The overhaul, which will reduce the workforce by more than 20 percent or 10,000 workers, will affect all HHS agencies.
According to HHS, the department will be downsized from 82,000 workers to 62,000 and reduce its divisions from 28 to 15, with the creation of an office called the Administration for a Healthy America. Regional offices will also be cut in half. The last time HHS had that many employees was 2002.
The FDA will dismiss 3,500 employees, which HHS said will not impact drug, medical device, food reviewers or inspectors, according to a document obtained by POLITICO. About 2,400 employees will be fired from the CDC and the Administration for Strategic Preparedness and Response (the two are being merged). CMS will let go of 300 workers, and the NIH will cut 1,200.
“We’re going to eliminate an entire alphabet soup of departments and agencies while preserving their core functions,” Kennedy said in a six-minute video explaining the cuts that he posted to X on Thursday. “We’re going to do more with less.”
Kennedy acknowledged that the deep cuts would plunge the department into a “painful period” that requires the culling of tens of thousands of employees and the closure of offices across the country. Trump officials had closely guarded the reorganization plans for weeks, prompting confusion and anxiety at HHS agencies.
Kennedy justified the move as a reversal of years of mismanagement, denigrating the over half of HHS employees who he claimed “don’t even come to work” and accusing some divisions within the department of being captured by the health care industry.
“A few isolated divisions are neglecting public health altogether and seem only accountable to the industries that they’re supposed to be regulating,” Kennedy said of the plan, first reported by The Wall Street Journal. “In one case defiant bureaucrats impeded the secretary’s office from accessing the closely guarded databases that might reveal the dangers of certain drugs and medical interventions.”
Kennedy did not specify the divisions he was referring to, and an HHS spokesperson did not immediately respond to a request for details. But Kennedy argued that drastically downsizing HHS would ultimately help improve its efforts to improve Americans’ health, blaming what he characterized as bloated bureaucracy for failing to arrest rising rates of chronic disease.
According to HHS, the reorganization will:
— Combine the Office of the Assistant Secretary for Health, Health Resources and Services Administration, Substance Abuse and Mental Health Services Administration, Agency for Toxic Substances and Disease Registry, and National Institute for Occupational Safety and Health into one agency: The new Administration for a Healthy America.
— Put the Administration for Strategic Preparedness and Response, created in 2006 with a focus on responding to disasters, into the CDC.
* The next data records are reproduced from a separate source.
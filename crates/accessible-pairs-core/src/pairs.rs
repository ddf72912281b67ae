//! Pair enumeration and threshold filtering.

use crate::contrast::{ContrastScore, WcagLevel};
use crate::error::ColorError;
use crate::style::{qualify_styles, PaintStyle, SolidStyle};
use serde::{Deserialize, Serialize};

/// Default minimum contrast (WCAG AA for large text and UI components).
pub const DEFAULT_MIN_CONTRAST: f64 = 3.0;

/// How pairs are generated from the qualifying styles.
#[derive(Debug, Clone, Copy, PartialEq, Eq, Default, Serialize, Deserialize)]
#[serde(rename_all = "kebab-case")]
pub enum Enumeration {
    /// Every ordered pair, self-pairs included: N² evaluations.
    #[default]
    CrossProduct,
    /// Each unordered pair once, self-pairs included: N(N+1)/2 evaluations.
    Unordered,
}

impl Enumeration {
    /// Number of pairs evaluated for `n` styles.
    #[must_use]
    pub const fn pair_count(self, n: usize) -> usize {
        match self {
            Self::CrossProduct => n * n,
            Self::Unordered => n * (n + 1) / 2,
        }
    }
}

/// Contrast engine settings.
#[derive(Debug, Clone, Copy, PartialEq, Serialize, Deserialize)]
#[serde(default)]
pub struct ContrastConfig {
    /// Inclusive acceptance threshold
    pub min_contrast: f64,
    /// Pair generation strategy
    pub enumeration: Enumeration,
}

impl Default for ContrastConfig {
    fn default() -> Self {
        Self {
            min_contrast: DEFAULT_MIN_CONTRAST,
            enumeration: Enumeration::CrossProduct,
        }
    }
}

impl ContrastConfig {
    /// Set the threshold.
    #[must_use]
    pub const fn with_min_contrast(mut self, min_contrast: f64) -> Self {
        self.min_contrast = min_contrast;
        self
    }

    /// Set the enumeration strategy.
    #[must_use]
    pub const fn with_enumeration(mut self, enumeration: Enumeration) -> Self {
        self.enumeration = enumeration;
        self
    }

    /// Reject a non-finite or negative threshold.
    ///
    /// # Errors
    ///
    /// Returns [`ColorError::InvalidThreshold`].
    pub fn validate(&self) -> Result<(), ColorError> {
        if self.min_contrast.is_finite() && self.min_contrast >= 0.0 {
            Ok(())
        } else {
            Err(ColorError::InvalidThreshold(self.min_contrast))
        }
    }
}

/// Two styles whose contrast cleared the threshold.
#[derive(Debug, Clone, PartialEq, Serialize, Deserialize)]
pub struct ColorPair {
    /// Outer-loop style
    pub first: SolidStyle,
    /// Inner-loop style
    pub second: SolidStyle,
    /// Floored contrast ratio
    pub contrast: ContrastScore,
    /// Positions of `first` and `second` in the scored slice
    pub indices: (usize, usize),
}

impl ColorPair {
    /// Score two styles given as `(index, style)`, as yielded by `enumerate`.
    #[must_use]
    pub fn score(first: (usize, &SolidStyle), second: (usize, &SolidStyle)) -> Self {
        let ((i, a), (j, b)) = (first, second);
        Self {
            first: a.clone(),
            second: b.clone(),
            contrast: ContrastScore::from_luminances(a.luminance, b.luminance),
            indices: (i, j),
        }
    }

    /// WCAG level reached by this pair.
    #[must_use]
    pub fn level(&self) -> WcagLevel {
        WcagLevel::classify(self.contrast)
    }

    /// Whether both sides are the same entry of the scored slice.
    ///
    /// Two distinct styles with equal names and colors are not a self-pair.
    #[must_use]
    pub const fn is_self_pair(&self) -> bool {
        self.indices.0 == self.indices.1
    }
}

/// Append-only accumulator of accepted pairs.
#[derive(Debug, Clone, Default, PartialEq, Serialize, Deserialize)]
pub struct PairSet {
    pairs: Vec<ColorPair>,
    evaluated: usize,
}

impl PairSet {
    /// Empty set.
    #[must_use]
    pub fn new() -> Self {
        Self::default()
    }

    /// Accepted pairs in enumeration order.
    #[must_use]
    pub fn pairs(&self) -> &[ColorPair] {
        &self.pairs
    }

    /// Number of accepted pairs.
    #[must_use]
    pub fn len(&self) -> usize {
        self.pairs.len()
    }

    /// Whether no pair was accepted.
    #[must_use]
    pub fn is_empty(&self) -> bool {
        self.pairs.is_empty()
    }

    /// Number of pairs scored so far, accepted or not.
    #[must_use]
    pub const fn evaluated(&self) -> usize {
        self.evaluated
    }

    /// Iterate over accepted pairs.
    pub fn iter(&self) -> std::slice::Iter<'_, ColorPair> {
        self.pairs.iter()
    }

    fn record(&mut self, pair: ColorPair, accepted: bool) {
        self.evaluated += 1;
        if accepted {
            self.pairs.push(pair);
        }
    }
}

impl<'a> IntoIterator for &'a PairSet {
    type Item = &'a ColorPair;
    type IntoIter = std::slice::Iter<'a, ColorPair>;

    fn into_iter(self) -> Self::IntoIter {
        self.pairs.iter()
    }
}

/// Score every pair of `styles` and append those meeting the threshold.
///
/// The accumulator is taken by value and returned so callers can chain
/// several batches into one set.
#[must_use]
pub fn enumerate_pairs(
    styles: &[SolidStyle],
    config: &ContrastConfig,
    mut acc: PairSet,
) -> PairSet {
    for (i, first) in styles.iter().enumerate() {
        let start = match config.enumeration {
            Enumeration::CrossProduct => 0,
            Enumeration::Unordered => i,
        };
        for (j, second) in styles.iter().enumerate().skip(start) {
            let pair = ColorPair::score((i, first), (j, second));
            let accepted = pair.contrast.meets(config.min_contrast);
            acc.record(pair, accepted);
        }
    }
    acc
}

/// Filter `styles` and enumerate accessible pairs in one pass.
///
/// Non-qualifying styles are dropped silently; use [`qualify_styles`]
/// directly to inspect them.
#[must_use]
pub fn find_accessible_pairs(styles: &[PaintStyle], config: &ContrastConfig) -> PairSet {
    let qualification = qualify_styles(styles);
    enumerate_pairs(&qualification.qualified, config, PairSet::new())
}

#[cfg(test)]
mod tests {
    use super::*;
    use crate::{Color, Paint, PaintType};

    fn palette() -> Vec<SolidStyle> {
        vec![
            SolidStyle::new("White", Color::WHITE),
            SolidStyle::new("Black", Color::BLACK),
            SolidStyle::new("Navy", Color::new(0.0, 0.0, 0.5)),
            SolidStyle::new("Red", Color::new(1.0, 0.0, 0.0)),
        ]
    }

    #[test]
    fn test_cross_product_evaluates_n_squared() {
        let set = enumerate_pairs(&palette(), &ContrastConfig::default(), PairSet::new());
        assert_eq!(set.evaluated(), 16);
        assert!(set.len() <= 16);
    }

    #[test]
    fn test_cross_product_keeps_both_orders() {
        let set = enumerate_pairs(&palette(), &ContrastConfig::default(), PairSet::new());
        let has = |a: &str, b: &str| {
            set.iter()
                .any(|p| p.first.name == a && p.second.name == b)
        };
        assert!(has("White", "Black"));
        assert!(has("Black", "White"));
    }

    #[test]
    fn test_accepted_pairs_in_enumeration_order() {
        let set = enumerate_pairs(&palette(), &ContrastConfig::default(), PairSet::new());
        let names: Vec<_> = set
            .iter()
            .map(|p| (p.first.name.as_str(), p.second.name.as_str()))
            .collect();
        assert_eq!(
            names,
            [
                ("White", "Black"),
                ("White", "Navy"),
                ("White", "Red"),
                ("Black", "White"),
                ("Black", "Red"),
                ("Navy", "White"),
                ("Navy", "Red"),
                ("Red", "White"),
                ("Red", "Black"),
                ("Red", "Navy"),
            ]
        );
    }

    #[test]
    fn test_threshold_is_inclusive_and_configurable() {
        let strict = ContrastConfig::default().with_min_contrast(4.5);
        let set = enumerate_pairs(&palette(), &strict, PairSet::new());
        // Red on white (3.99) drops out; red on black (5.25) stays.
        assert!(!set.iter().any(|p| p.first.name == "Red" && p.second.name == "White"));
        assert!(set.iter().any(|p| p.first.name == "Red" && p.second.name == "Black"));
        assert!(set.iter().all(|p| p.contrast.value() >= 4.5));
    }

    #[test]
    fn test_zero_threshold_accepts_self_pairs() {
        let config = ContrastConfig::default().with_min_contrast(0.0);
        let set = enumerate_pairs(&palette(), &config, PairSet::new());
        assert_eq!(set.len(), 16);
        assert_eq!(set.iter().filter(|p| p.is_self_pair()).count(), 4);
    }

    #[test]
    fn test_unordered_halves_the_work() {
        let config = ContrastConfig::default().with_enumeration(Enumeration::Unordered);
        let set = enumerate_pairs(&palette(), &config, PairSet::new());
        assert_eq!(set.evaluated(), 10);
        // White/Black, White/Navy, White/Red, Black/Red, Navy/Red
        assert_eq!(set.len(), 5);
    }

    #[test]
    fn test_unordered_matches_cross_product_up_to_order() {
        let cross = enumerate_pairs(&palette(), &ContrastConfig::default(), PairSet::new());
        let unordered = enumerate_pairs(
            &palette(),
            &ContrastConfig::default().with_enumeration(Enumeration::Unordered),
            PairSet::new(),
        );
        for pair in &unordered {
            assert!(cross.iter().any(|c| c.first.name == pair.first.name
                && c.second.name == pair.second.name
                && c.contrast == pair.contrast));
            assert!(cross.iter().any(|c| c.first.name == pair.second.name
                && c.second.name == pair.first.name));
        }
    }

    #[test]
    fn test_accumulator_is_chained() {
        let config = ContrastConfig::default();
        let styles = palette();
        let acc = enumerate_pairs(&styles[..2], &config, PairSet::new());
        let acc = enumerate_pairs(&styles[2..], &config, acc);
        assert_eq!(acc.evaluated(), 8);
        // White/Black and Navy/Red, both orders; no cross-batch pairs
        assert_eq!(acc.len(), 4);
    }

    #[test]
    fn test_empty_input_empty_output() {
        let set = enumerate_pairs(&[], &ContrastConfig::default(), PairSet::new());
        assert!(set.is_empty());
        assert_eq!(set.evaluated(), 0);
    }

    #[test]
    fn test_find_accessible_pairs_filters_first() {
        let styles = vec![
            PaintStyle::solid("White", Color::WHITE),
            PaintStyle::new("Scrim", vec![Paint::solid(Color::BLACK).with_opacity(0.4)]),
            PaintStyle::new("Sky", vec![Paint::other(PaintType::GradientLinear)]),
            PaintStyle::solid("Black", Color::BLACK),
        ];
        let set = find_accessible_pairs(&styles, &ContrastConfig::default());
        assert_eq!(set.evaluated(), 4);
        assert_eq!(set.len(), 2);
        assert!(set
            .iter()
            .all(|p| p.first.name != "Scrim" && p.second.name != "Sky"));
    }

    #[test]
    fn test_pair_level() {
        let pair = ColorPair::score(
            (0, &SolidStyle::new("White", Color::WHITE)),
            (1, &SolidStyle::new("Black", Color::BLACK)),
        );
        assert_eq!(pair.level(), WcagLevel::Aaa);
    }

    #[test]
    fn test_duplicate_styles_are_not_self_pairs() {
        let twins = vec![
            SolidStyle::new("Ink", Color::BLACK),
            SolidStyle::new("Ink", Color::BLACK),
        ];
        let config = ContrastConfig::default().with_min_contrast(0.0);
        let set = enumerate_pairs(&twins, &config, PairSet::new());
        assert_eq!(set.len(), 4);
        let indices: Vec<_> = set.iter().map(|p| p.indices).collect();
        assert_eq!(indices, [(0, 0), (0, 1), (1, 0), (1, 1)]);
        assert_eq!(set.iter().filter(|p| p.is_self_pair()).count(), 2);
        assert!(!set.pairs()[1].is_self_pair());
        assert_eq!(set.pairs()[1].first, set.pairs()[1].second);
    }

    #[test]
    fn test_config_validate() {
        assert!(ContrastConfig::default().validate().is_ok());
        assert!(ContrastConfig::default().with_min_contrast(0.0).validate().is_ok());
        assert_eq!(
            ContrastConfig::default().with_min_contrast(-2.0).validate(),
            Err(ColorError::InvalidThreshold(-2.0))
        );
        assert!(ContrastConfig::default()
            .with_min_contrast(f64::NAN)
            .validate()
            .is_err());
    }

    #[test]
    fn test_config_serde_defaults() {
        let config: ContrastConfig = serde_json::from_str("{}").unwrap();
        assert_eq!(config, ContrastConfig::default());

        let config: ContrastConfig =
            serde_json::from_str(r#"{"min_contrast":4.5,"enumeration":"unordered"}"#).unwrap();
        assert_eq!(config.min_contrast, 4.5);
        assert_eq!(config.enumeration, Enumeration::Unordered);
    }

    #[test]
    fn test_pair_count() {
        assert_eq!(Enumeration::CrossProduct.pair_count(5), 25);
        assert_eq!(Enumeration::Unordered.pair_count(5), 15);
        assert_eq!(Enumeration::Unordered.pair_count(0), 0);
    }
}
— Create a new assistant secretary for enforcement, who will oversee departmental appeals, Medicare appeals and the Office for Civil Rights.
— Merge the Agency for Healthcare Research and Quality with the Office of the Assistant Secretary for Planning and Evaluation to create the Office of Strategy.
— Shuffle programs from the Administration for Community Living, which support older Americans and people with disabilities, into other agencies, including CMS and the Administration for Children and Families.
All federal departments were required by the White House to submit plans to downsize their work forces, in a process known as Reduction in Force or a RIF, by March 13.
At HHS, these plans come after several other attempts to dismiss staff. In February, hundreds of probationary employees across HHS agencies were dismissed, though a federal judge ordered them rehired as the White House asks the Supreme Court to weigh in on the legality of the move.
HHS has also offered early retirement and resignation packages to some employees, including one that offered several weeks pay and a lump sum of up to $25,000.